→ How to complete this task
Records follow. Pull out every line that contains "HttpInviteSender".

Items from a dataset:
· · · · · · ·

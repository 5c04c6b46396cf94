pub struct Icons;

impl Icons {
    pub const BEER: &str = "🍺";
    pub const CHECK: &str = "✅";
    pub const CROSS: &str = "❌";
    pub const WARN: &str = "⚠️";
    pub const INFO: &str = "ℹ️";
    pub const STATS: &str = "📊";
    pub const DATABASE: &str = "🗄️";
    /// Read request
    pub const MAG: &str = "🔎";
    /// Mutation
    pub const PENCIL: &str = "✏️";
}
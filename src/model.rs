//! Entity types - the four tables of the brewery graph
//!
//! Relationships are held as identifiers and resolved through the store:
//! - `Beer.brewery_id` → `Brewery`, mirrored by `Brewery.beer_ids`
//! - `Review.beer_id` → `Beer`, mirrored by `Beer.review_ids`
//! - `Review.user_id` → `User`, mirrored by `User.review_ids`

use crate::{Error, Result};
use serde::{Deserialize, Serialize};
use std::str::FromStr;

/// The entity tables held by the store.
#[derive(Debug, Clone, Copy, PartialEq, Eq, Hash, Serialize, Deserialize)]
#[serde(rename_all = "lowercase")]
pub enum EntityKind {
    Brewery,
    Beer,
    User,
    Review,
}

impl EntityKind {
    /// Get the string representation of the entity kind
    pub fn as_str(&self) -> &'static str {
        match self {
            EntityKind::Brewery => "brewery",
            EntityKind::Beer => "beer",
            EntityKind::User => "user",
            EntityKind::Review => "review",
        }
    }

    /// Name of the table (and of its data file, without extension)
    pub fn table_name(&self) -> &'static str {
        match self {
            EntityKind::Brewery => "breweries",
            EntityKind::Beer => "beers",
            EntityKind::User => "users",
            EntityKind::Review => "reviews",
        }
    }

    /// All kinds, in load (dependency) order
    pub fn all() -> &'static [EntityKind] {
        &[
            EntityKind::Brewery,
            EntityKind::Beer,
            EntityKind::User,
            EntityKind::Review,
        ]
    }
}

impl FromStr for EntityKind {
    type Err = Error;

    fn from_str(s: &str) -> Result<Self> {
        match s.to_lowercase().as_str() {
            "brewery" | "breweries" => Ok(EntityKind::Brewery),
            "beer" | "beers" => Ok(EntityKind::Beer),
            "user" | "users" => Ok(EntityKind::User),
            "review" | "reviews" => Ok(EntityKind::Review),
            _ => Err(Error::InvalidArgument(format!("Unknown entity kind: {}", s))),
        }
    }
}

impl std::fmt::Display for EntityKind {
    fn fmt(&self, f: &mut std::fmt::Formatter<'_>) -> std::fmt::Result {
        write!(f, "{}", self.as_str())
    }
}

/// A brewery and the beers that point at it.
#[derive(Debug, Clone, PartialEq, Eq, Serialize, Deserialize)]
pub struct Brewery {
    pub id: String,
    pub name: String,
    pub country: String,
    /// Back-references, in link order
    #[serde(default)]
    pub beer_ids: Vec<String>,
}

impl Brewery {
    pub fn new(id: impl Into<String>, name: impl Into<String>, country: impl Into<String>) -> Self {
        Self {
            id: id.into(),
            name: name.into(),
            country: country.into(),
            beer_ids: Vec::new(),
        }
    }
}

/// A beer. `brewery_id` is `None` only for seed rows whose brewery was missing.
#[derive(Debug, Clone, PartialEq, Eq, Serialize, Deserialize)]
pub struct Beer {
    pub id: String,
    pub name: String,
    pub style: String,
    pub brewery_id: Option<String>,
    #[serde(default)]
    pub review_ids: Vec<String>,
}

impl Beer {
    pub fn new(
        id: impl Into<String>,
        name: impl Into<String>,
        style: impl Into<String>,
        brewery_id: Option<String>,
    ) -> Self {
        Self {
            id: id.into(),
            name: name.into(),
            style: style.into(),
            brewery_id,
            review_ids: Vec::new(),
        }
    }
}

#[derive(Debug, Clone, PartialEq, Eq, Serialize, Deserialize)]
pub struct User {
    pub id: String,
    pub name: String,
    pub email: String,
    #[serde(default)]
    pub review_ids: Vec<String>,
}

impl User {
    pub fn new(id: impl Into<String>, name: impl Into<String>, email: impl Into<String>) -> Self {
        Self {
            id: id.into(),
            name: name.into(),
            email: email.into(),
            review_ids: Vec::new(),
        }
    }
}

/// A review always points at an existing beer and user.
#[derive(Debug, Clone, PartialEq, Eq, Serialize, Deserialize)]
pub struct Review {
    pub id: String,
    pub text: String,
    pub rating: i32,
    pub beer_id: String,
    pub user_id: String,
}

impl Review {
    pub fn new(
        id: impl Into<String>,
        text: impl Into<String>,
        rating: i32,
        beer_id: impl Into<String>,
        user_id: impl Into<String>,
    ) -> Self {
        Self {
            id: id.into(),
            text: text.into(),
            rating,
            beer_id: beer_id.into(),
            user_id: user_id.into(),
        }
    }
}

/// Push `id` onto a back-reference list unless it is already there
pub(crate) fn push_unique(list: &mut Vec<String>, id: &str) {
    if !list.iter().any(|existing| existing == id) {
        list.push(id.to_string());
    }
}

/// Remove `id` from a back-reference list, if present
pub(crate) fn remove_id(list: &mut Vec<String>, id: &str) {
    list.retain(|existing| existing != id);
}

· · · · · · ·

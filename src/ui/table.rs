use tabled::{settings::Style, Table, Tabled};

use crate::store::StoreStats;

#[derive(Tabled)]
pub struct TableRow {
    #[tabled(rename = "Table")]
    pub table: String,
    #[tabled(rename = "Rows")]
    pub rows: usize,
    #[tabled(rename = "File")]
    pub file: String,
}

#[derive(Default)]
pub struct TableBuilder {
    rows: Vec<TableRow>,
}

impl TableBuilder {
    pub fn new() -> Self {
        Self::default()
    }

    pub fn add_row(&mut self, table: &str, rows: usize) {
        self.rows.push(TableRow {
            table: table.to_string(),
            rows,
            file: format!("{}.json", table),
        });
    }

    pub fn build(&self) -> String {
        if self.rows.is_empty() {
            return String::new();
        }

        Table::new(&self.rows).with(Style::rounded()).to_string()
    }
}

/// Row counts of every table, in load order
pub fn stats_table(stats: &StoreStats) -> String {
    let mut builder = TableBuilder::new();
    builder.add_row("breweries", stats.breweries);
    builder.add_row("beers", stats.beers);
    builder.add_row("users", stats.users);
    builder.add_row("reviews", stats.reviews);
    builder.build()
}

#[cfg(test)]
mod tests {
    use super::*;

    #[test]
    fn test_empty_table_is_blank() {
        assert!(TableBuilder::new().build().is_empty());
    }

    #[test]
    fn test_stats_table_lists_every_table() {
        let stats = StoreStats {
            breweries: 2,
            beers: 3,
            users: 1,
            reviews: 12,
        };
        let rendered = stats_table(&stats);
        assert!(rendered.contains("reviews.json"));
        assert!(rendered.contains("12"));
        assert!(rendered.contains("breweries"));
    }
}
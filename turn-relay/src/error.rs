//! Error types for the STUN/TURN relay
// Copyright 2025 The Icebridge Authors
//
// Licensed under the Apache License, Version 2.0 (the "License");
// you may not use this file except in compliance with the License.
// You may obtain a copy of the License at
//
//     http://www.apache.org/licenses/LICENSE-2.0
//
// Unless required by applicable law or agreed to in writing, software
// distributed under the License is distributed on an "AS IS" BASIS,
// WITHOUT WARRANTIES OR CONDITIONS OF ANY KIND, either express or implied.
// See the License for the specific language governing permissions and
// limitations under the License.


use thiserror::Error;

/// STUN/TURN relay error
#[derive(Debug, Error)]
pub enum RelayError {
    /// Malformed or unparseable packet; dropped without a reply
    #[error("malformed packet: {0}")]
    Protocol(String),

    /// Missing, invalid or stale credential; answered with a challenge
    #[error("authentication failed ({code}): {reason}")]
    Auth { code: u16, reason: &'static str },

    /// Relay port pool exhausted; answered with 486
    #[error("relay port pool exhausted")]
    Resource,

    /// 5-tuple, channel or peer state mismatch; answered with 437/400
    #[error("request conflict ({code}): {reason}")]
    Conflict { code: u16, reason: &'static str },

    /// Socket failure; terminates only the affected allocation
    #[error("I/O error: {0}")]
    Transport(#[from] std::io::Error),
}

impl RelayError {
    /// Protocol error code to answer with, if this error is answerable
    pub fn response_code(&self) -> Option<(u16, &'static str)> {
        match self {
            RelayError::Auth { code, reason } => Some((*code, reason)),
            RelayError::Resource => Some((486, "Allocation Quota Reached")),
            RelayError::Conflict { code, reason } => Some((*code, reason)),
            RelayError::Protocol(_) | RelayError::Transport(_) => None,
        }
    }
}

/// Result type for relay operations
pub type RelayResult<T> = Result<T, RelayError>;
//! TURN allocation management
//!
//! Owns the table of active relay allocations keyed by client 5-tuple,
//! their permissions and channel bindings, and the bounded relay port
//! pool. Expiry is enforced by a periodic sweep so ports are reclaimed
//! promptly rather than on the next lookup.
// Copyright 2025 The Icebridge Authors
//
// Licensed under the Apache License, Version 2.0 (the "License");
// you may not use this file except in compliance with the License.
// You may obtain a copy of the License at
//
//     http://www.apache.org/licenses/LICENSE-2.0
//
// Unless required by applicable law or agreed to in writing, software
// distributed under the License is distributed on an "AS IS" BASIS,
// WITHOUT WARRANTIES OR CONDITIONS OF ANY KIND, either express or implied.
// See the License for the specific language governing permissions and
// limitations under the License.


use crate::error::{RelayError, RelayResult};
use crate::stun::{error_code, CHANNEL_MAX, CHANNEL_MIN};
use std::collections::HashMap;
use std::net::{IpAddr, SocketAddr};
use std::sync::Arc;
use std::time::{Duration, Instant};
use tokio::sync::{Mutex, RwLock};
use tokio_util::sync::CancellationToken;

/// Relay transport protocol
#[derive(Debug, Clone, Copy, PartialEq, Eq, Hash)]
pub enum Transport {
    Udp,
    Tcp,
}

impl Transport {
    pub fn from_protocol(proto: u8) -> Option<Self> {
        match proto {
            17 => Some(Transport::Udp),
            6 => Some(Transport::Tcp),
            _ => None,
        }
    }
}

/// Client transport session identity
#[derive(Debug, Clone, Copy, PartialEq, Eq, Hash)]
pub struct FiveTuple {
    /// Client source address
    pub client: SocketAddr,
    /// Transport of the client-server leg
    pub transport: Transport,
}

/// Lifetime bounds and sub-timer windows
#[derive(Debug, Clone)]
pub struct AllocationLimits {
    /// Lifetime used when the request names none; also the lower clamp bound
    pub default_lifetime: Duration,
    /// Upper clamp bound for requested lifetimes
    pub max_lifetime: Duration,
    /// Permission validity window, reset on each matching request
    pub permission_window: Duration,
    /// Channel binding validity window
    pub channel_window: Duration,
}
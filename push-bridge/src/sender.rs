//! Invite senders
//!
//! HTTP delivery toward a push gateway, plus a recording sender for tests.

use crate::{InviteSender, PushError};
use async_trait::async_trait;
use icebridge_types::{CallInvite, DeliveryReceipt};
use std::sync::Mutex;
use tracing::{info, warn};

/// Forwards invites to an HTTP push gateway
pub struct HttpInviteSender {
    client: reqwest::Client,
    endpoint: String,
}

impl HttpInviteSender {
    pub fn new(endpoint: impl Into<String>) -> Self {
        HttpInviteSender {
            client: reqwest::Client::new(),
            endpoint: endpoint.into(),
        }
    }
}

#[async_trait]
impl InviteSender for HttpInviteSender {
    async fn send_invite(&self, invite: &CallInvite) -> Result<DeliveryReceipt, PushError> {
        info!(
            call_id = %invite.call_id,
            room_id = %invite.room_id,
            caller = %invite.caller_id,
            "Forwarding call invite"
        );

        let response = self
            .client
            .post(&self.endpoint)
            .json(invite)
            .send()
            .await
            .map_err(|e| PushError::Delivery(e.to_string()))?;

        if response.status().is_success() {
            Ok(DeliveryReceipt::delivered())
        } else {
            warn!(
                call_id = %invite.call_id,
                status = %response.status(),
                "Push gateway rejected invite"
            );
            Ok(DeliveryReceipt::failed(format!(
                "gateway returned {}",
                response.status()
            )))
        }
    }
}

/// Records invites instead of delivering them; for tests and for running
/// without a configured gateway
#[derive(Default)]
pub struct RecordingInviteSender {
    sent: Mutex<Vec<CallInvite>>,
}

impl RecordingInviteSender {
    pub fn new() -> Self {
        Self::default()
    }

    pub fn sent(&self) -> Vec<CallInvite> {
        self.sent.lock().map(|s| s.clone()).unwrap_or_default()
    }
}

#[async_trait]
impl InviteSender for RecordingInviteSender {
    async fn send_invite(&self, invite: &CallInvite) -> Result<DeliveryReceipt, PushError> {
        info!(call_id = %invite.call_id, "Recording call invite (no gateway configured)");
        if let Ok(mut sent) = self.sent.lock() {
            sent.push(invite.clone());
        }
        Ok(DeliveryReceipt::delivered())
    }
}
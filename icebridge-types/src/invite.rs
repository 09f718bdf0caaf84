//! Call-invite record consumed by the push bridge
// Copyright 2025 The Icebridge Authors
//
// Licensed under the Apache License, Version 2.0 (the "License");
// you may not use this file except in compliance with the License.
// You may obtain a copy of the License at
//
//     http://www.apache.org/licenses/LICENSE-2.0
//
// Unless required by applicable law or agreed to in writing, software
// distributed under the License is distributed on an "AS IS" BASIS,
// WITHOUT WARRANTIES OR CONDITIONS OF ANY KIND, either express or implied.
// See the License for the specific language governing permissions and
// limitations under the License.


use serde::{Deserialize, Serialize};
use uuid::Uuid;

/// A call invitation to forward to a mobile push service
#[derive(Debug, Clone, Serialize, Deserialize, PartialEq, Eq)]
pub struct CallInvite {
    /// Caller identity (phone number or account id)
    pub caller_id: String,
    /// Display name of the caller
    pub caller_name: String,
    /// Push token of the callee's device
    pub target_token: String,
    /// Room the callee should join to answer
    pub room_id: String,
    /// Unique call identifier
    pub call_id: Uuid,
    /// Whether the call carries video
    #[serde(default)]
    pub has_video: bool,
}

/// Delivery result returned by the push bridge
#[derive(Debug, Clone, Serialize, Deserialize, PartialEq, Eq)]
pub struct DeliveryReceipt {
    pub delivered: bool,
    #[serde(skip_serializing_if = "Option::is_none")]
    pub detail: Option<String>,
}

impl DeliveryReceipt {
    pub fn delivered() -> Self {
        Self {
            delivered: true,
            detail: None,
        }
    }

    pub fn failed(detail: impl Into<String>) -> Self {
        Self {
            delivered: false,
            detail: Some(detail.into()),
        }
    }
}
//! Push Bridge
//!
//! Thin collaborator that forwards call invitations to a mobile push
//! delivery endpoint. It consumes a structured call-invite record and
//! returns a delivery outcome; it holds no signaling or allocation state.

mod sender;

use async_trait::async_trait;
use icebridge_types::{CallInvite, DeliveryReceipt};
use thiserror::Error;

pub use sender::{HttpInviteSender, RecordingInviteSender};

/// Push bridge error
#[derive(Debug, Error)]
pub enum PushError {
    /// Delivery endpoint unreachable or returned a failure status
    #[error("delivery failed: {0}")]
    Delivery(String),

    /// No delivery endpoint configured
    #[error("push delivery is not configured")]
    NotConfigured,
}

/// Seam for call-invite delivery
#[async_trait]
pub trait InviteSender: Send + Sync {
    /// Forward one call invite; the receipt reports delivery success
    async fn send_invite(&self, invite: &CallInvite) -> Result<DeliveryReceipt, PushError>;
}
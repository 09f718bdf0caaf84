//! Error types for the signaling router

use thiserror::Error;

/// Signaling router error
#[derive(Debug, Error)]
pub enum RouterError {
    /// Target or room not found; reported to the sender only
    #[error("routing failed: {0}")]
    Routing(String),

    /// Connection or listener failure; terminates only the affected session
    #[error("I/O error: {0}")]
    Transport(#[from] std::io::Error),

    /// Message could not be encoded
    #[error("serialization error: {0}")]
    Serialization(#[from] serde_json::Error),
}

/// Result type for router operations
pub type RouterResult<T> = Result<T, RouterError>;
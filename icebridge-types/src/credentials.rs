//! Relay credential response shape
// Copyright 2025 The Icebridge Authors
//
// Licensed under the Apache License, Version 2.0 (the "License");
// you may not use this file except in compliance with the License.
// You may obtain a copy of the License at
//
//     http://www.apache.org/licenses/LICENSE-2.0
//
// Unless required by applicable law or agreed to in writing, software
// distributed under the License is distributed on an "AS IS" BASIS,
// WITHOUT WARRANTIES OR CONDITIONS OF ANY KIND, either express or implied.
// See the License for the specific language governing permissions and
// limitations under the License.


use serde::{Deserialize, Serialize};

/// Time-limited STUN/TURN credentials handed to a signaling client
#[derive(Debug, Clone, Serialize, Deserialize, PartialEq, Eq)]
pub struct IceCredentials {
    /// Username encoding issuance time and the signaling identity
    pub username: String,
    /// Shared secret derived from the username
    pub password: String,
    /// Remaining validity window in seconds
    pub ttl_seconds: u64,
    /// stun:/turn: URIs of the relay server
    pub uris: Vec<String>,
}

· · · · · · ·

→ Solution below
pub struct HttpInviteSender {
impl HttpInviteSender {
        HttpInviteSender {
impl InviteSender for HttpInviteSender {
pub use sender::{HttpInviteSender, RecordingInviteSender};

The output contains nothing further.